India's Green Infra buys BP unit for undisclosed sum

Indian power producer Green Infra Ltd said it has bought BP Plc's unit BP Energy India Pvt Ltd for an undisclosed sum.

According to some media reports, Green Infra has paid Rs6.5 billion (about $134 million) for buying BP's Indian unit, which has a 100MW portfolio of wind energy assets. This also marks BP's exit from the renewable energy market in India.

Green Infra is a subsidiary of infrastructure-focused private equity investment manager IDFC Private Equity. Post the deal Green Infra will have a total generating capacity of 124MW.

"We have a very positive investment outlook on the power sector, particularly in renewables, and have committed Rs3.6 billion (about $72 million) to support Green Infra in consolidating its leadership position," said Satish Mandhana, managing director, IDFC PE.

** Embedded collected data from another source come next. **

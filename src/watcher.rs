use crate::types::now_ms;
use std::sync::atomic::{AtomicBool, AtomicU64, Ordering};
use tracing::debug;

/// Observer callbacks fired this soon after a repaint finishes are
/// treated as echoes of our own DOM writes.
pub const SUPPRESS_WINDOW_MS: u64 = 500;

#[derive(Debug, Clone, Copy, PartialEq, Eq)]
pub enum MutationKind {
    ChildList,
    CharacterData,
    Attributes,
}

/// One entry of an observer batch, pre-resolved to whether its target
/// sits inside our own UI root.
#[derive(Debug, Clone, Copy)]
pub struct MutationRecord {
    pub kind: MutationKind,
    pub inside_own_root: bool,
}

/// Coordination state that keeps highlight repaints from re-triggering
/// themselves: a reentrancy flag while a pass runs, then a fixed
/// suppression window once it finishes.
#[derive(Debug, Default)]
pub struct HighlightWatcher {
    repainting: AtomicBool,
    suppress_until: AtomicU64,
}

impl HighlightWatcher {
    pub fn new() -> Self {
        Self::default()
    }

    /// Claim the repaint slot. Returns `None` while another pass holds
    /// it. The guard releases the slot and arms the suppression window
    /// on drop, so even an aborted pass cannot wedge the watcher.
    pub fn begin_repaint(&self) -> Option<RepaintGuard<'_>> {
        if self
            .repainting
            .compare_exchange(false, true, Ordering::AcqRel, Ordering::Acquire)
            .is_err()
        {
            debug!("repaint already in progress, skipping");
            return None;
        }
        Some(RepaintGuard { watcher: self })
    }

    pub fn is_repainting(&self) -> bool {
        self.repainting.load(Ordering::Acquire)
    }

    /// Decide whether an observer batch warrants a repaint: never during
    /// a pass or inside the suppression window, never with nothing to
    /// highlight, and only when some mutation outside our own root
    /// touched page text or structure.
    pub fn should_process(
        &self,
        batch: &[MutationRecord],
        collection_len: usize,
        now: u64,
    ) -> bool {
        if self.is_repainting() {
            return false;
        }
        if now < self.suppress_until.load(Ordering::Acquire) {
            return false;
        }
        if collection_len == 0 {
            return false;
        }
        batch.iter().any(|record| {
            !record.inside_own_root
                && matches!(
                    record.kind,
                    MutationKind::ChildList | MutationKind::CharacterData
                )
        })
    }
}

pub struct RepaintGuard<'a> {
    watcher: &'a HighlightWatcher,
}

impl Drop for RepaintGuard<'_> {
    fn drop(&mut self) {
        self.watcher
            .suppress_until
            .store(now_ms() + SUPPRESS_WINDOW_MS, Ordering::Release);
        self.watcher.repainting.store(false, Ordering::Release);
    }
}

 Following the acquisition, Green Infra will own operating assets worth over Rs7.5 billion ($150 million), including 20MW of assets eligible for the generation-based incentive announced by the Indian government and a development pipeline of over 300MW. 

IDFC PE recently closed its third fund with a corpus of $700 million and also has provided Rs3.6 billion to Green Infra. -Yogesh Sapkale [email protected]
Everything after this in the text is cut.